I buy his favorite peanut butter chocolates at the store. I support him when he wants to spend a Saturday playing video games online and don’t try to demand the weekend be spent together. I take care of some household issues. I cook healthy meals. I don’t know what else to do and it makes me feel helpless.

We spend so much time talking about how to help ourselves through anxiety and anxious times or helping our loved ones know how to help us—but what happens when we have to step back and help others? How do we balance? How do we take care of ourselves AND them?

I wish this post had answers to all these questions—that I could give you excellent advice like have special date nights to discuss what’s going on or our futures. Or making time for oneself and respecting the other’s personal time. Or upping one’s anxiety self-care game with additional activities or time as needed like reading or getting a massage. I think these are all good things, but I’m not sure they’re enough.
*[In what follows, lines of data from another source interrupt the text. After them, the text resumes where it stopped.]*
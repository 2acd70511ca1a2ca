#![allow(dead_code)]

use std::collections::{HashMap, HashSet, VecDeque};
use std::path::{Path, PathBuf};
use std::sync::Mutex;
use std::sync::atomic::{AtomicUsize, Ordering};
use std::time::Duration;

use async_trait::async_trait;
use bulkup_core::integrity::digest_bytes;
use bulkup_core::{
    Digest, ErrorKind, ObjectStore, PutReceipt, PutRequest, StoreError, TransferTask,
    UploadSettings,
};
use tempfile::TempDir;

/// What the fake store saw for one `put`
#[derive(Debug, Clone)]
pub struct PutRecord {
    pub name: String,
    pub size: u64,
    pub metadata: HashMap<String, String>,
    pub content_type: String,
    pub overwrite: bool,
}

/// In-memory object store with scripted failures and latency
#[derive(Default)]
pub struct FakeStore {
    objects: Mutex<HashSet<String>>,
    put_failures: Mutex<HashMap<String, VecDeque<ErrorKind>>>,
    exists_failures: Mutex<HashMap<String, VecDeque<ErrorKind>>>,
    latency: Mutex<HashMap<String, Duration>>,
    default_latency: Mutex<Duration>,
    exists_latency: Mutex<Duration>,
    wrong_digest: Mutex<HashSet<String>>,
    puts: Mutex<Vec<PutRecord>>,
    exists_calls: AtomicUsize,
    in_flight: AtomicUsize,
    peak_in_flight: AtomicUsize,
}

impl FakeStore {
    pub fn new() -> Self {
        Self::default()
    }

    /// Pretend an object already exists
    pub fn insert_existing(&self, name: &str) {
        self.objects.lock().unwrap().insert(name.to_string());
    }

    /// Fail the next `put` calls for `name` with these kinds, in order
    pub fn fail_puts(&self, name: &str, kinds: &[ErrorKind]) {
        self.put_failures
            .lock()
            .unwrap()
            .entry(name.to_string())
            .or_default()
            .extend(kinds.iter().copied());
    }

    pub fn fail_exists(&self, name: &str, kinds: &[ErrorKind]) {
        self.exists_failures
            .lock()
            .unwrap()
            .entry(name.to_string())
            .or_default()
            .extend(kinds.iter().copied());
    }

    pub fn set_latency(&self, name: &str, latency: Duration) {
        self.latency
            .lock()
            .unwrap()
            .insert(name.to_string(), latency);
    }

    pub fn set_default_latency(&self, latency: Duration) {
        *self.default_latency.lock().unwrap() = latency;
    }

    /// Delay every `exists` call
    pub fn set_exists_latency(&self, latency: Duration) {
        *self.exists_latency.lock().unwrap() = latency;
    }

    /// Report a digest that does not match the uploaded bytes
    pub fn corrupt_digest(&self, name: &str) {
        self.wrong_digest.lock().unwrap().insert(name.to_string());
    }

    pub fn put_count(&self) -> usize {
        self.puts.lock().unwrap().len()
    }

    pub fn put_count_for(&self, name: &str) -> usize {
        self.puts
            .lock()
            .unwrap()
            .iter()
            .filter(|p| p.name == name)
            .count()
    }

    pub fn puts(&self) -> Vec<PutRecord> {
        self.puts.lock().unwrap().clone()
    }

    /// Target names in the order their first `put` started
    pub fn put_order(&self) -> Vec<String> {
        let mut seen = HashSet::new();
        self.puts
            .lock()
            .unwrap()
            .iter()
            .filter(|p| seen.insert(p.name.clone()))
            .map(|p| p.name.clone())
            .collect()
    }

    pub fn exists_calls(&self) -> usize {
        self.exists_calls.load(Ordering::SeqCst)
    }

    pub fn peak_in_flight(&self) -> usize {
        self.peak_in_flight.load(Ordering::SeqCst)
    }

    pub fn contains(&self, name: &str) -> bool {
        self.objects.lock().unwrap().contains(name)
    }

    fn latency_for(&self, name: &str) -> Duration {
        self.latency
            .lock()
            .unwrap()
            .get(name)
            .copied()
            .unwrap_or_else(|| *self.default_latency.lock().unwrap())
    }

    fn next_failure(map: &Mutex<HashMap<String, VecDeque<ErrorKind>>>, name: &str) -> Option<ErrorKind> {
        map.lock()
            .unwrap()
            .get_mut(name)
            .and_then(|queue| queue.pop_front())
    }
}

#[async_trait]
impl ObjectStore for FakeStore {
    async fn exists(&self, name: &str) -> Result<bool, StoreError> {
        self.exists_calls.fetch_add(1, Ordering::SeqCst);
        let latency = *self.exists_latency.lock().unwrap();
        if !latency.is_zero() {
            tokio::time::sleep(latency).await;
        }
        if let Some(kind) = Self::next_failure(&self.exists_failures, name) {
            return Err(StoreError::new(kind, format!("scripted exists failure for {name}")));
        }
        Ok(self.contains(name))
    }

    async fn put(&self, request: PutRequest<'_>) -> Result<PutReceipt, StoreError> {
        self.puts.lock().unwrap().push(PutRecord {
            name: request.name.to_string(),
            size: request.size,
            metadata: request.metadata.clone(),
            content_type: request.content_type.to_string(),
            overwrite: request.overwrite,
        });

        let current = self.in_flight.fetch_add(1, Ordering::SeqCst) + 1;
        self.peak_in_flight.fetch_max(current, Ordering::SeqCst);

        let latency = self.latency_for(request.name);
        if !latency.is_zero() {
            tokio::time::sleep(latency).await;
        }

        let result = if let Some(kind) = Self::next_failure(&self.put_failures, request.name) {
            Err(StoreError::new(
                kind,
                format!("scripted put failure for {}", request.name),
            ))
        } else if !request.overwrite && self.contains(request.name) {
            Err(StoreError::new(ErrorKind::AlreadyExists, "precondition failed"))
        } else {
            match std::fs::read(request.source) {
                Ok(bytes) => {
                    self.objects
                        .lock()
                        .unwrap()
                        .insert(request.name.to_string());
                    let digest = if self.wrong_digest.lock().unwrap().contains(request.name) {
                        digest_bytes(b"something else")
                    } else {
                        digest_bytes(&bytes)
                    };
                    Ok(PutReceipt {
                        remote_digest: Some(digest),
                    })
                }
                Err(e) => Err(StoreError::new(ErrorKind::Io, e.to_string())),
            }
        };

        self.in_flight.fetch_sub(1, Ordering::SeqCst);
        result
    }
}

/// Store that reports no digest at all
pub struct NoDigestStore;

#[async_trait]
impl ObjectStore for NoDigestStore {
    async fn exists(&self, _name: &str) -> Result<bool, StoreError> {
        Ok(false)
    }

    async fn put(&self, _request: PutRequest<'_>) -> Result<PutReceipt, StoreError> {
        Ok(PutReceipt::default())
    }
}

/// Fast retry settings for tests
pub fn settings(max_workers: usize, max_retries: u32) -> UploadSettings {
    UploadSettings {
        max_workers,
        max_retries,
        base_delay_ms: 1,
        max_delay_ms: 5,
        exclude: Vec::new(),
        ..Default::default()
    }
}

/// Write `files` (relative path, contents) under a fresh temp dir
pub fn tree(files: &[(&str, &str)]) -> TempDir {
    let dir = TempDir::new().unwrap();
    for (rel, contents) in files {
        let path = dir.path().join(rel);
        if let Some(parent) = path.parent() {
            std::fs::create_dir_all(parent).unwrap();
        }
        std::fs::write(path, contents).unwrap();
    }
    dir
}

/// One task per file, targets named after the relative path
pub fn tasks_for(root: &Path, names: &[&str]) -> Vec<TransferTask> {
    names
        .iter()
        .map(|name| TransferTask::new(root.join(name), *name))
        .collect()
}

pub fn file_in(root: &Path, name: &str) -> PathBuf {
    root.join(name)
}

pub fn digest_of(contents: &str) -> Digest {
    digest_bytes(contents.as_bytes())
}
Sometimes, I just have to go in the other room and shut the door and have quiet to read and not think about the future or what’s going to happen—to not hear my husband on the phone or feel his radiating anxiety from across the room. I ignore my emails and texts. I try not to think about the future, but that’s all I can think about.

I worry and worry and worry. The rumination doesn’t end no matter what I do. I’m stuck in my brain’s overthinking cycle that takes simple everyday worries and turns them into catastrophes.

A simple event like being charged a higher copay at the pharmacy can send me into a tailspin and I know I need to stop, to change, to step back, to do SOMETHING to break these cycles. But it’s hard, so very hard.

Do others struggle with periods of time in which others are going through anxiety or stress that makes it hard to manage your own stress and anxiety? What do you do? How do you get through it?

When you suffer from anxiety, how do you help others through their times of stress

Photo by Amy Shamblen on Unsplash

3 thoughts on “When you suffer from anxiety, how do you help others through their times of stress?

  1. For some reason when others are suffering I can actually be really helpful. I manage to tell them all the things I read about and take in to do when I’m anxious but even then there’s that little voice inside my head going, why can’t you believe this? You don’t buy it. So actually trying to help makes me more anxious! It’s a vicious circle. Good post!